> WORK TASK: Scan the material and copy out each line where the word "ForeignKeyDescriptor" occurs.
Start of RECORDS SHOWN
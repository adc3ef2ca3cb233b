//! MySQL session
//!
//! Metadata comes from `information_schema`, filtered to the configured
//! database. Catalog values are cast so they decode as plain strings and
//! signed integers regardless of server version.

use super::{fetch_capped, hex, metadata_error, TABLE_KIND};
use crate::database::connection::{SqlSession, TableEntry};
use crate::database::datasource::ConnectTarget;
use crate::database::dialect::DatabaseKind;
use crate::database::schema::{ColumnDescriptor, ForeignKeyDescriptor};
use crate::error::{QueryHubError, Result};
use crate::query::result::StatementOutcome;
use async_trait::async_trait;
use serde_json::Value;
use sqlx::mysql::{MySql, MySqlConnectOptions, MySqlConnection, MySqlQueryResult, MySqlRow};
use sqlx::{Column, Connection, Executor, Row, TypeInfo};
use std::str::FromStr;
use std::time::Duration;
use tracing::debug;

pub struct MySqlSession {
    conn: MySqlConnection,
}

impl MySqlSession {
    pub async fn connect(target: &ConnectTarget) -> Result<Self> {
        let options = MySqlConnectOptions::from_str(&target.connection_string())
            .map_err(QueryHubError::connect_sqlx)?
            .username(&target.credentials.username)
            .password(&target.credentials.password);

        let conn = MySqlConnection::connect_with(&options)
            .await
            .map_err(QueryHubError::connect_sqlx)?;
        Ok(Self { conn })
    }

    /// Server-side statement timeout. MySQL and MariaDB spell it differently
    /// and neither is fatal when missing.
    async fn set_statement_timeout(&mut self, timeout: Duration) {
        let mysql = format!("SET SESSION MAX_EXECUTION_TIME = {}", timeout.as_millis());
        if let Err(e) = (&mut self.conn).execute(mysql.as_str()).await {
            debug!(error = %e, "MAX_EXECUTION_TIME not supported, trying max_statement_time");
            let mariadb = format!("SET SESSION max_statement_time = {}", timeout.as_secs_f64());
            if let Err(e) = (&mut self.conn).execute(mariadb.as_str()).await {
                debug!(error = %e, "server-side statement timeout unavailable");
            }
        }
    }
}

#[async_trait]
impl SqlSession for MySqlSession {
    fn kind(&self) -> DatabaseKind {
        DatabaseKind::MySql
    }

    async fn ping(&mut self) -> Result<()> {
        self.conn.ping().await.map_err(QueryHubError::connect_sqlx)
    }

    async fn run(&mut self, sql: &str, max_rows: Option<usize>, timeout: Duration) -> Result<StatementOutcome> {
        self.set_statement_timeout(timeout).await;

        fetch_capped::<MySql>(
            &mut self.conn,
            sql,
            max_rows,
            timeout,
            MySqlQueryResult::rows_affected,
            decode_row,
        )
        .await
    }

    async fn tables(&mut self, database: &str) -> Result<Vec<TableEntry>> {
        let query = r#"
            SELECT CAST(TABLE_NAME AS CHAR) AS table_name
            FROM information_schema.TABLES
            WHERE TABLE_SCHEMA = ?
                AND TABLE_TYPE = 'BASE TABLE'
            ORDER BY TABLE_NAME
        "#;

        let rows = sqlx::query(query)
            .bind(database)
            .fetch_all(&mut self.conn)
            .await
            .map_err(|e| metadata_error("tables", e))?;

        rows.iter()
            .map(|row| {
                Ok(TableEntry {
                    name: row.try_get("table_name").map_err(|e| metadata_error("tables", e))?,
                    kind: TABLE_KIND.to_string(),
                })
            })
            .collect()
    }

    async fn columns(&mut self, database: &str, table: &str) -> Result<Vec<ColumnDescriptor>> {
        let query = r#"
            SELECT
                CAST(COLUMN_NAME AS CHAR) AS column_name,
                CAST(DATA_TYPE AS CHAR) AS type_name,
                CAST(COALESCE(CHARACTER_MAXIMUM_LENGTH, NUMERIC_PRECISION, DATETIME_PRECISION) AS SIGNED) AS column_size,
                CAST(IS_NULLABLE AS CHAR) AS is_nullable,
                CAST(COLUMN_DEFAULT AS CHAR) AS column_default
            FROM information_schema.COLUMNS
            WHERE TABLE_SCHEMA = ?
                AND TABLE_NAME = ?
            ORDER BY ORDINAL_POSITION
        "#;

        let rows = sqlx::query(query)
            .bind(database)
            .bind(table)
            .fetch_all(&mut self.conn)
            .await
            .map_err(|e| metadata_error("columns", e))?;

        rows.iter()
            .map(|row| {
                let is_nullable: String = row.try_get("is_nullable").map_err(|e| metadata_error("columns", e))?;
                Ok(ColumnDescriptor {
                    name: row.try_get("column_name").map_err(|e| metadata_error("columns", e))?,
                    type_name: row.try_get("type_name").map_err(|e| metadata_error("columns", e))?,
                    size: row.try_get("column_size").map_err(|e| metadata_error("columns", e))?,
                    nullable: is_nullable == "YES",
                    default_value: row.try_get("column_default").map_err(|e| metadata_error("columns", e))?,
                })
            })
            .collect()
    }

    async fn primary_keys(&mut self, database: &str, table: &str) -> Result<Vec<String>> {
        let query = r#"
            SELECT CAST(COLUMN_NAME AS CHAR) AS column_name
            FROM information_schema.KEY_COLUMN_USAGE
            WHERE TABLE_SCHEMA = ?
                AND TABLE_NAME = ?
                AND CONSTRAINT_NAME = 'PRIMARY'
            ORDER BY ORDINAL_POSITION
        "#;

        let rows = sqlx::query(query)
            .bind(database)
            .bind(table)
            .fetch_all(&mut self.conn)
            .await
            .map_err(|e| metadata_error("primary keys", e))?;

        rows.iter()
            .map(|row| row.try_get("column_name").map_err(|e| metadata_error("primary keys", e)))
            .collect()
    }

    async fn foreign_keys(&mut self, database: &str, table: &str) -> Result<Vec<ForeignKeyDescriptor>> {
        let query = r#"
            SELECT
                CAST(COLUMN_NAME AS CHAR) AS column_name,
                CAST(REFERENCED_TABLE_NAME AS CHAR) AS foreign_table_name,
                CAST(REFERENCED_COLUMN_NAME AS CHAR) AS foreign_column_name
            FROM information_schema.KEY_COLUMN_USAGE
            WHERE TABLE_SCHEMA = ?
                AND TABLE_NAME = ?
                AND REFERENCED_TABLE_NAME IS NOT NULL
            ORDER BY REFERENCED_TABLE_NAME, ORDINAL_POSITION
        "#;

        let rows = sqlx::query(query)
            .bind(database)
            .bind(table)
            .fetch_all(&mut self.conn)
            .await
            .map_err(|e| metadata_error("foreign keys", e))?;

        rows.iter()
            .map(|row| {
                Ok(ForeignKeyDescriptor {
                    column: row.try_get("column_name").map_err(|e| metadata_error("foreign keys", e))?,
                    referenced_table: row
                        .try_get("foreign_table_name")
                        .map_err(|e| metadata_error("foreign keys", e))?,
                    referenced_column: row
                        .try_get("foreign_column_name")
                        .map_err(|e| metadata_error("foreign keys", e))?,
                })
            })
            .collect()
    }

    async fn close(self: Box<Self>) -> Result<()> {
        self.conn.close().await.map_err(QueryHubError::connect_sqlx)
    }
}

fn decode_row(row: &MySqlRow) -> Vec<Value> {
    (0..row.columns().len()).map(|idx| decode_value(row, idx)).collect()
}

fn decode_value(row: &MySqlRow, idx: usize) -> Value {
    let type_name = row.columns()[idx].type_info().name().to_ascii_uppercase();

    let typed = match type_name.as_str() {
        "BOOLEAN" => row.try_get::<Option<bool>, _>(idx).ok().map(|v| v.map(Value::from)),
        "TINYINT" | "SMALLINT" | "MEDIUMINT" | "INT" | "BIGINT" => {
            row.try_get::<Option<i64>, _>(idx).ok().map(|v| v.map(Value::from))
        }
        "TINYINT UNSIGNED" | "SMALLINT UNSIGNED" | "MEDIUMINT UNSIGNED" | "INT UNSIGNED" | "BIGINT UNSIGNED" => {
            row.try_get::<Option<u64>, _>(idx).ok().map(|v| v.map(Value::from))
        }
        "FLOAT" => row.try_get::<Option<f32>, _>(idx).ok().map(|v| v.map(Value::from)),
        "DOUBLE" => row.try_get::<Option<f64>, _>(idx).ok().map(|v| v.map(Value::from)),
        _ => None,
    };
    if let Some(value) = typed {
        return value.unwrap_or(Value::Null);
    }

    match row.try_get_unchecked::<Option<String>, _>(idx) {
        Ok(None) => Value::Null,
        Ok(Some(text)) if type_name == "JSON" => serde_json::from_str(&text).unwrap_or(Value::String(text)),
        Ok(Some(text)) => Value::String(text),
        Err(_) => match row.try_get_unchecked::<Option<Vec<u8>>, _>(idx) {
            Ok(Some(bytes)) => Value::String(hex(&bytes)),
            _ => Value::Null,
        },
    }
}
End of RECORDS SHOWN
> RESPONSE TO THE TASK:
use crate::database::schema::{ColumnDescriptor, ForeignKeyDescriptor};
    async fn foreign_keys(&mut self, database: &str, table: &str) -> Result<Vec<ForeignKeyDescriptor>> {
                Ok(ForeignKeyDescriptor {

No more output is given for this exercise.